The first four lines of the file form the command part of the network information file.
Buffer_size defines the number of bytes of transputer internal memory used when downloading programs. When a program running on several transputers is loaded, it is first passed to the root- transputer, which passes it on to neighboring transputers, which, in turn, pass the program down to their neighbors, and so on. A buffer is used to hold the data transferred. The default value is 255 bytes, and results in the fastest loading time possible. Smaller buffer sizes are possible, but can substantially slow down the loading of programs in large transputer networks.
Host_server identifies the program that is to run on the PC host. We will first use the cio.exe program provided by CSA. As we become more experienced with parallel programming, some readers may want to write their own host driver, in which case the network information file host_server command will be changed to reflect the switch to a new driver.
To understand how level_timeout and decode_timeout (see below) operate, one has to understand the way a transputer network is loaded. The nodes are organized as a tree, with the root transputer coinciding with the root of the tree. Each node is loaded by its parent, and is responsible for passing on modules to be loaded on its child(ren). The level_timeout quantity represents the number of milliseconds required for a node to send a message (program to be loaded) down to its child nodes, and to receive an acknowledge of successful execution. The range is 25 to 1000 milliseconds. If the root transputer or any other transputer in the network does not receive a "transputer loaded" acknowledge from all its children during the allotted time, a time-out condition occurs and the loader stops.
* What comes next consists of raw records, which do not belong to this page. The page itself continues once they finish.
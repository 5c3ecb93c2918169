// SPDX-License-Identifier: MIT
// Copyright 2025. Triad National Security, LLC.

use log::debug;

use crate::{
    api::{HostType, Identity, Kind, Property, Resource, Scope, Value},
    error::{Error, Result},
    field::{Clears, Properties},
    inventory::{Inventory, ListStream},
    kind::KindSpec,
    request::RequestBuilder,
    selector::{require_scope, Selector},
};

/// Add/Set/Unset/List/Remove for one entity kind, driven by the kind's metadata.
pub struct ResourceController<'a, S: Inventory + ?Sized> {
    service: &'a S,
    kind: Kind,
    scope: Scope,
}

impl<'a, S: Inventory + ?Sized> ResourceController<'a, S> {
    pub fn new(service: &'a S, kind: Kind, scope: Scope) -> Self {
        ResourceController {
            service,
            kind,
            scope,
        }
    }

    fn spec(&self) -> &'static KindSpec {
        self.kind.spec()
    }

    fn resource(&self) -> Resource {
        Resource::Entity(self.kind)
    }

    fn builder(&self, name: &str) -> Result<RequestBuilder> {
        let spec = self.spec();
        require_scope(&self.scope, spec.parents, self.resource())?;

        Ok(RequestBuilder::new(Identity {
            resource: self.resource(),
            scope: self.scope.restrict(&spec.scope_fields()),
            name: name.to_string(),
        }))
    }

    /// Cross-field checks on the set-fields of one invocation.
    pub fn validate(&self, properties: &Properties) -> Result<()> {
        for (a, b) in self.spec().paired {
            if properties.is_provided(*a) != properties.is_provided(*b) {
                return Err(Error::Unpaired(*a, *b));
            }
        }

        if let Some(value) = properties.get(Property::Type) {
            let valid = match value {
                Value::Text(t) => t.parse::<HostType>().is_ok(),
                _ => false,
            };
            if !valid {
                return Err(Error::InvalidHostType(value.to_string()));
            }
        }

        Ok(())
    }

    /// Create `name`, then apply `properties` to it.
    ///
    /// If the update fails the entity is left in place with default properties and the failure
    /// is returned as `Error::PartialAdd`.
    pub fn add(&self, name: &str, properties: &Properties) -> Result<()> {
        let builder = self.builder(name)?;
        self.validate(properties)?;
        let request = builder.assign(properties);

        debug!("create {}", builder.identity());
        self.service
            .create(builder.identity())
            .map_err(Error::remote(format!("create {}", builder.identity())))?;

        debug!("update {} {:?}", builder.identity(), request.set);
        self.service
            .update(&request)
            .map_err(|source| Error::PartialAdd {
                resource: self.resource(),
                name: name.to_string(),
                source,
            })
    }

    pub fn set(&self, name: &str, properties: &Properties) -> Result<()> {
        let builder = self.builder(name)?;
        self.validate(properties)?;
        let request = builder.assign(properties);

        debug!("update {} {:?}", builder.identity(), request.set);
        self.service
            .update(&request)
            .map_err(Error::remote(format!("update {}", builder.identity())))
    }

    /// Clear properties. Clearing one half of a pair clears both.
    pub fn unset(&self, name: &str, clears: &Clears) -> Result<()> {
        let builder = self.builder(name)?;
        let mut clears = clears.clone();
        for (a, b) in self.spec().paired {
            clears.join(*a, *b);
        }
        let request = builder.clear(&clears);

        debug!("unset {} {:?}", builder.identity(), request.unset);
        self.service
            .update(&request)
            .map_err(Error::remote(format!("unset {}", builder.identity())))
    }

    pub fn list(&self, glob: &str) -> Result<ListStream> {
        let spec = self.spec();
        let selector = Selector::new(self.scope.restrict(&spec.scope_fields()), glob);
        let request = selector.list(self.resource(), spec.glob_requires)?;

        debug!("list {} {:?}", self.kind, request.glob);
        self.service
            .list(&request)
            .map_err(Error::remote(format!("list {}", self.kind)))
    }

    /// Remove every instance matching `glob` within scope. Matching nothing is not an error.
    pub fn remove(&self, glob: &str) -> Result<()> {
        let spec = self.spec();
        let selector = Selector::new(self.scope.restrict(&spec.scope_fields()), glob);
        selector.require(spec.parents, self.resource())?;
        let request = selector.delete(self.resource())?;

        debug!("delete {} {:?}", self.kind, request.glob);
        self.service
            .delete(&request)
            .map_err(Error::remote(format!("remove {}", self.kind)))
    }
}
// SPDX-License-Identifier: MIT
// Copyright 2025. Triad National Security, LLC.

use std::{io::Write, path::PathBuf};

use clap::{Arg, ArgAction, ArgMatches, Command};

use crate::{
    api::ScopeField,
    controller::DocumentController,
    document::{self, Format},
    error::Result,
    inventory::Inventory,
};

use super::flags::Flags;

const DUMP_SCOPE: [ScopeField; 3] = [ScopeField::Zone, ScopeField::Cluster, ScopeField::Host];

pub fn dump_command() -> Command {
    let mut cmd = Command::new("dump").about("Print the inventory as one document");
    for field in DUMP_SCOPE {
        cmd = cmd.arg(
            Arg::new(field.flag())
                .long(field.flag())
                .help(match field {
                    ScopeField::Zone => {
                        "Only include this zone; STACK_ZONE and the config zone are not applied"
                            .to_string()
                    }
                    _ => format!("Only include this {field}"),
                }),
        );
    }
    cmd.arg(
        Arg::new("json")
            .long("json")
            .action(ArgAction::SetTrue)
            .help("Print JSON instead of YAML"),
    )
}

pub fn load_command() -> Command {
    Command::new("load")
        .visible_alias("ld")
        .about("Create everything described by a JSON or YAML document")
        .arg(
            Arg::new("file")
                .value_name("FILE")
                .required(true)
                .value_parser(clap::value_parser!(PathBuf)),
        )
}

/// The default zone does not apply here: a plain `dump` covers every zone.
pub fn dump<S: Inventory + ?Sized>(
    service: &S,
    matches: &ArgMatches,
    out: &mut dyn Write,
) -> Result<()> {
    let flags = Flags::new(matches);
    let scope = flags.scope(&DUMP_SCOPE, None);
    let doc = DocumentController::new(service).dump(&scope)?;

    let format = if flags.switch("json") {
        Format::Json
    } else {
        Format::Yaml
    };
    let text = document::encode(format, &doc)?;
    writeln!(out, "{}", text.trim_end())?;
    Ok(())
}

pub fn load<S: Inventory + ?Sized>(service: &S, matches: &ArgMatches) -> Result<()> {
    let path = Flags::new(matches)
        .explicit::<PathBuf>("file")
        .unwrap_or_default();
    DocumentController::new(service).load(&path)
}
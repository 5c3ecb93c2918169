// SPDX-License-Identifier: MIT
// Copyright 2025. Triad National Security, LLC.

#[cfg(test)]
mod tests {
    use std::{io::Write, path::Path};

    use stack_lib::{
        api::{HostType, Scope, ScopeField},
        controller::DocumentController,
        document::{self, Document, Format},
        error::Error,
        inventory::MemoryInventory,
        test_env::RecordingInventory,
    };

    const SEED: &[u8] = include_bytes!("seed.yaml");

    fn temp_file(suffix: &str, contents: &[u8]) -> tempfile::NamedTempFile {
        let mut file = tempfile::Builder::new()
            .suffix(suffix)
            .tempfile()
            .unwrap();
        file.write_all(contents).unwrap();
        file
    }

    #[test]
    fn format_follows_extension() {
        assert_eq!(Format::from_path(Path::new("a.json")).unwrap(), Format::Json);
        assert_eq!(Format::from_path(Path::new("a.yml")).unwrap(), Format::Yaml);
        assert_eq!(Format::from_path(Path::new("a.yaml")).unwrap(), Format::Yaml);
        assert!(matches!(
            Format::from_path(Path::new("a.toml")),
            Err(Error::UnknownFormat(_))
        ));
    }

    #[test]
    fn seed_decodes() {
        let doc = document::decode(Format::Yaml, SEED).unwrap();
        let web01 = &doc.zones[0].clusters[0].hosts[0];
        assert_eq!(web01.rank, Some(0));
        assert_eq!(web01.slot, None);
        assert_eq!(web01.kind, Some(HostType::Metal));
    }

    #[test]
    fn unknown_fields_are_rejected() {
        let err = document::decode(Format::Json, br#"{"zones":[{"name":"dc1","owner":"x"}]}"#)
            .unwrap_err();
        assert!(matches!(err, Error::MalformedDocument(_)));
    }

    #[test]
    fn malformed_file_is_rejected_before_any_call() {
        let inv = RecordingInventory::new(MemoryInventory::new());
        let file = temp_file(".yaml", b"zones: [");

        let err = DocumentController::new(&inv).load(file.path()).unwrap_err();
        assert!(matches!(err, Error::MalformedDocument(_)));
        assert!(inv.calls().is_empty());
    }

    #[test]
    fn unknown_extension_is_rejected_before_any_call() {
        let inv = RecordingInventory::new(MemoryInventory::new());
        let file = temp_file(".txt", SEED);

        let err = DocumentController::new(&inv).load(file.path()).unwrap_err();
        assert!(err.is_validation());
        assert!(inv.calls().is_empty());
    }

    #[test]
    fn load_then_dump_gives_the_document_back() {
        let inv = MemoryInventory::new();
        let file = temp_file(".yml", SEED);
        let documents = DocumentController::new(&inv);

        documents.load(file.path()).unwrap();

        let expected = document::decode(Format::Yaml, SEED).unwrap();
        assert_eq!(documents.dump(&Scope::default()).unwrap(), expected);
    }

    #[test]
    fn json_load_matches_yaml_load() {
        let expected = document::decode(Format::Yaml, SEED).unwrap();
        let json = document::encode(Format::Json, &expected).unwrap();

        let inv = MemoryInventory::new();
        let file = temp_file(".json", json.as_bytes());
        let documents = DocumentController::new(&inv);
        documents.load(file.path()).unwrap();

        assert_eq!(documents.dump(&Scope::default()).unwrap(), expected);
    }

    #[test]
    fn dump_narrows_to_one_host() {
        let inv = MemoryInventory::new();
        let documents = DocumentController::new(&inv);
        documents.load(temp_file(".yaml", SEED).path()).unwrap();

        let scope = Scope::default()
            .with(ScopeField::Zone, "dc1")
            .with(ScopeField::Host, "spare01");
        let doc: Document = documents.dump(&scope).unwrap();

        assert!(doc.models.is_empty());
        assert!(doc.attributes.is_empty());
        assert_eq!(doc.zones.len(), 1);
        assert!(doc.zones[0].clusters.is_empty());
        assert_eq!(doc.zones[0].hosts.len(), 1);
        assert_eq!(doc.zones[0].hosts[0].name, "spare01");
    }

    #[test]
    fn load_is_all_or_nothing() {
        let inv = MemoryInventory::new();
        let documents = DocumentController::new(&inv);

        let bad = b"zones:\n  - name: dc1\n    hosts:\n      - name: web01\n        appliance: missing\n";
        let err = documents.load(temp_file(".yaml", bad).path()).unwrap_err();
        assert!(matches!(err, Error::Remote { .. }));

        assert_eq!(documents.dump(&Scope::default()).unwrap(), Document::default());
    }
}
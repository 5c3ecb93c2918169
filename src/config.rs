// SPDX-License-Identifier: MIT
// Copyright 2025. Triad National Security, LLC.

use std::path::Path;

use serde::{Deserialize, Serialize};

use crate::error::{Error, Result};

/// Operator defaults read from the `stack` configuration file.
///
/// Every field is optional; command line flags and environment variables take precedence over
/// anything set here.
#[derive(Serialize, Deserialize, Debug, Default, Clone, PartialEq, Eq)]
#[serde(deny_unknown_fields)]
pub struct Config {
    /// Base URL of the inventory service.
    pub server: Option<String>,
    /// Zone used when a command needs one and none is given.
    pub zone: Option<String>,
}

impl Config {
    pub fn parse(text: &str, path: &Path) -> Result<Self> {
        toml::from_str(text).map_err(|e| Error::Config {
            path: path.display().to_string(),
            reason: e.to_string(),
        })
    }

    /// Load the config file at `path`.
    ///
    /// When `explicit` is false a missing file yields the default config, so that the default
    /// location does not have to exist.
    pub fn load(path: &Path, explicit: bool) -> Result<Self> {
        match std::fs::read_to_string(path) {
            Ok(text) => Self::parse(&text, path),
            Err(e) if e.kind() == std::io::ErrorKind::NotFound && !explicit => {
                Ok(Config::default())
            }
            Err(e) => Err(Error::Config {
                path: path.display().to_string(),
                reason: e.to_string(),
            }),
        }
    }
}
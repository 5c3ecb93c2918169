// SPDX-License-Identifier: MIT
// Copyright 2025. Triad National Security, LLC.

//! The reference inventory daemon, `stackd`.

use std::{
    path::{Path, PathBuf},
    sync::Arc,
};

use {clap::Parser, log::info};

use crate::{
    commands::{Handle, HandledResult},
    document::{self, Format},
    inventory::{Inventory, MemoryInventory},
};

pub mod http;

#[derive(Parser, Debug, Default)]
#[command(version, about, long_about = None)]
pub struct Cli {
    /// Address to listen on
    #[arg(long)]
    pub listen: Option<String>,

    /// Seed the inventory from a JSON or YAML document before serving
    #[arg(long)]
    pub load: Option<PathBuf>,

    #[arg(short, long)]
    pub verbose: bool,
}

/// Read and apply the seed document named by `--load`.
pub fn seed(inventory: &MemoryInventory, path: &Path) -> HandledResult<()> {
    let format = Format::from_path(path).handle_err(|e| eprintln!("{e}"))?;
    let data = std::fs::read(path)
        .handle_err(|e| eprintln!("Could not read '{}': {e}", path.display()))?;
    let doc = document::decode(format, &data).handle_err(|e| eprintln!("{e}"))?;

    inventory
        .create_schema(&doc)
        .handle_err(|e| eprintln!("Could not load '{}': {e}", path.display()))?;

    info!("loaded inventory from '{}'", path.display());
    Ok(())
}

/// Serve an inventory over HTTP.
///
/// The listener is bound before the runtime starts so that bind errors are reported directly.
pub fn main(args: &Cli) -> HandledResult<()> {
    let addr = match &args.listen {
        Some(a) => a.clone(),
        None => crate::default_listen(),
    };

    let inventory = Arc::new(MemoryInventory::new());
    if let Some(path) = &args.load {
        seed(&inventory, path)?;
    }

    let listener = std::net::TcpListener::bind(&addr)
        .handle_err(|e| eprintln!("error binding to '{addr}': {e}"))?;
    listener
        .set_nonblocking(true)
        .handle_err(|e| eprintln!("error configuring listener: {e}"))?;

    run(listener, inventory)
}

/// Serve `inventory` on an already bound `listener`. Blocks until the server stops.
pub fn run(listener: std::net::TcpListener, inventory: Arc<MemoryInventory>) -> HandledResult<()> {
    let rt = tokio::runtime::Builder::new_multi_thread()
        .enable_all()
        .build()
        .handle_err(|e| eprintln!("Could not launch server runtime: {e}"))?;

    rt.block_on(async {
        let listener = tokio::net::TcpListener::from_std(listener)
            .handle_err(|e| eprintln!("error registering listener: {e}"))?;

        if let Ok(addr) = listener.local_addr() {
            info!("listening on '{addr}'");
        }

        http::serve(listener, inventory).await;
        Ok(())
    })
}
// SPDX-License-Identifier: MIT
// Copyright 2025. Triad National Security, LLC.

use log::debug;

use crate::{
    api::{Identity, Kind, Property, Resource, Scope, ScopeField},
    error::{Error, Result},
    field::{Field, Properties},
    inventory::{Inventory, ListStream},
    request::RequestBuilder,
    selector::{require_scope, Selector},
};

/// Key/value attributes of one parent kind, or the global attributes when `parent` is `None`.
///
/// The identity of an attribute is the parent's identity plus the attribute key.
pub struct AttributeController<'a, S: Inventory + ?Sized> {
    service: &'a S,
    parent: Option<Kind>,
    scope: Scope,
}

impl<'a, S: Inventory + ?Sized> AttributeController<'a, S> {
    pub fn new(service: &'a S, parent: Option<Kind>, scope: Scope) -> Self {
        AttributeController {
            service,
            parent,
            scope,
        }
    }

    fn resource(&self) -> Resource {
        Resource::Attr(self.parent)
    }

    /// Scope fields that name exactly one parent.
    fn parent_fields(&self) -> Vec<ScopeField> {
        self.parent
            .map(|k| k.spec().attr_parents())
            .unwrap_or_default()
    }

    fn scoped(&self) -> Scope {
        let fields = self
            .parent
            .map(|k| k.spec().attr_scope_fields())
            .unwrap_or_default();
        self.scope.restrict(&fields)
    }

    fn builder(&self, key: &str) -> Result<RequestBuilder> {
        require_scope(&self.scope, &self.parent_fields(), self.resource())?;

        Ok(RequestBuilder::new(Identity {
            resource: self.resource(),
            scope: self.scoped(),
            name: key.to_string(),
        }))
    }

    pub fn add(&self, key: &str, value: &str, protected: bool) -> Result<()> {
        let builder = self.builder(key)?;
        let properties = Properties::new()
            .with(Field::given(Property::Value, value.to_string()))
            .with(Field::given(Property::Protected, protected));
        let request = builder.assign(&properties);

        debug!("create {}", builder.identity());
        self.service
            .create(builder.identity())
            .map_err(Error::remote(format!("create {}", builder.identity())))?;

        self.service
            .update(&request)
            .map_err(|source| Error::PartialAdd {
                resource: self.resource(),
                name: key.to_string(),
                source,
            })
    }

    /// Change the value, the key (`Property::Name`), the protected flag, or any combination.
    pub fn set(&self, key: &str, properties: &Properties) -> Result<()> {
        let builder = self.builder(key)?;
        let request = builder.assign(properties);

        debug!("update {} {:?}", builder.identity(), request.set);
        self.service
            .update(&request)
            .map_err(Error::remote(format!("update {}", builder.identity())))
    }

    /// List attributes. Without the parent's own scope field every parent in scope is listed.
    pub fn list(&self, glob: &str) -> Result<ListStream> {
        if let Some(kind) = self.parent {
            require_scope(&self.scope, kind.spec().parents, self.resource())?;
        }
        let request = Selector::new(self.scoped(), glob).list(self.resource(), None)?;

        self.service
            .list(&request)
            .map_err(Error::remote(format!("list {}s", self.resource())))
    }

    pub fn remove(&self, glob: &str) -> Result<()> {
        let selector = Selector::new(self.scoped(), glob);
        selector.require(&self.parent_fields(), self.resource())?;
        let request = selector.delete(self.resource())?;

        debug!("delete {} {:?}", self.resource(), request.glob);
        self.service
            .delete(&request)
            .map_err(Error::remote(format!("remove {}s", self.resource())))
    }
}
// SPDX-License-Identifier: MIT
// Copyright 2025. Triad National Security, LLC.

pub mod document;
pub mod flags;
pub mod resource;

use std::{io::Write, path::Path};

use clap::{Args, ArgMatches, Command};

use crate::{
    api::Kind,
    config::Config,
    error::{Error, Result},
    inventory::{HttpInventory, Inventory},
};

use resource::Verb;

/// A `HandledError` is an error that has already been reported to the operator. A function that
/// returns one needs nothing more from its caller than to pass it along.
///
/// `main()` turns a `HandledError` into a nonzero exit status.
///
/// Build one with `handle_err()`, which runs the caller's handler (normally printing to stderr)
/// and discards the original error.
#[derive(Debug, PartialEq)]
pub struct HandledError {}

pub type HandledResult<T> = std::result::Result<T, HandledError>;

pub trait Handle<T, F> {
    fn handle_err(self, handler: F) -> HandledResult<T>;
}

impl<T, E, F: FnOnce(E)> Handle<T, F> for std::result::Result<T, E> {
    /// Run `handler` on the error, if any, and mark it handled.
    fn handle_err(self, handler: F) -> HandledResult<T> {
        self.map_err(|e| {
            handler(e);
            HandledError {}
        })
    }
}

#[derive(Args, Debug, Clone, Default)]
pub struct GlobalArgs {
    /// Inventory service URL
    #[arg(long, global = true)]
    pub server: Option<String>,

    /// Path to the config file
    #[arg(long, global = true)]
    pub config: Option<String>,

    #[arg(short, long, global = true)]
    pub verbose: bool,
}

/// Values that fill in for omitted flags.
#[derive(Debug, Clone, Default)]
pub struct Defaults {
    pub zone: Option<String>,
}

pub fn command() -> Command {
    let cmd = Command::new("stack")
        .version(env!("CARGO_PKG_VERSION"))
        .about("Manage zones, clusters, hosts and their attributes in the inventory")
        .subcommand_required(true)
        .arg_required_else_help(true);

    GlobalArgs::augment_args(cmd)
        .subcommands(Verb::ALL.map(resource::verb_command))
        .subcommand(document::dump_command())
        .subcommand(document::load_command())
}

/// Execute parsed command line `matches` against `service`, writing listings to `out`.
pub fn run<S: Inventory + ?Sized>(
    service: &S,
    defaults: &Defaults,
    matches: &ArgMatches,
    out: &mut dyn Write,
) -> Result<()> {
    let Some((verb, matches)) = matches.subcommand() else {
        return Err(Error::Usage("a command is required".to_string()));
    };

    match verb {
        "dump" => return document::dump(service, matches, out),
        "load" => return document::load(service, matches),
        _ => {}
    }

    let verb = Verb::from_name(verb).ok_or_else(|| Error::Usage(format!("unknown verb {verb}")))?;
    match matches.subcommand() {
        Some(("attr", sub)) => resource::run_attr(service, defaults, verb, None, sub, out),
        Some((name, sub)) => {
            let kind =
                Kind::from_name(name).ok_or_else(|| Error::Usage(format!("unknown resource {name}")))?;
            resource::run_kind(service, defaults, verb, kind, sub, out)
        }
        None => Err(Error::Usage(format!("{} needs a resource", verb.name()))),
    }
}

pub fn main(args: &GlobalArgs, matches: &ArgMatches) -> HandledResult<()> {
    let (path, explicit) = match &args.config {
        Some(p) => (p.clone(), true),
        None => crate::default_config_path(),
    };
    let config = Config::load(Path::new(&path), explicit).handle_err(|e| eprintln!("Error: {e}"))?;

    let server = args
        .server
        .clone()
        .or_else(crate::default_server)
        .or(config.server)
        .unwrap_or_else(|| crate::FALLBACK_SERVER.to_string());
    let defaults = Defaults {
        zone: crate::zone_from_env().or(config.zone),
    };

    let service = HttpInventory::new(&server).handle_err(|e| eprintln!("Error: {e}"))?;

    let stdout = std::io::stdout();
    let mut out = stdout.lock();
    run(&service, &defaults, matches, &mut out).handle_err(|e| eprintln!("Error: {e}"))
}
The decode_timeout quantity is similar to the level_timeout, except that it defines the maximum amount of time required by a single node for getting a message and executing it. An order to clear the memory, for example, is one that requires a nonnegligeable amount of time. The default value is 1000 (or one second), but the allowed range is from 25 to 20000. Most programs running on average size networks will load without problems using the default values. Larger programs, or complex networks may require experimenting with different values.
The second part of the network information file simply describes the physical configuration of the transputer network, including neighbor-to-neighbor links, and the allocation of programs to transputers. The format for each line is the following:
Node#, Program, Parent, [Link0], [Link1], [Link2], [link3];
which, in the context of our program first.c, results in:
1, first, R0, 0, , ,;
Because first.c is written for one transputer only, our network has only one node, and therefore one line is sufficient to describe it[5]. Its first field, 1, indicates that we are using the root transputer. All transputers are assigned a different Id, with the root transputer always assigned Id 1.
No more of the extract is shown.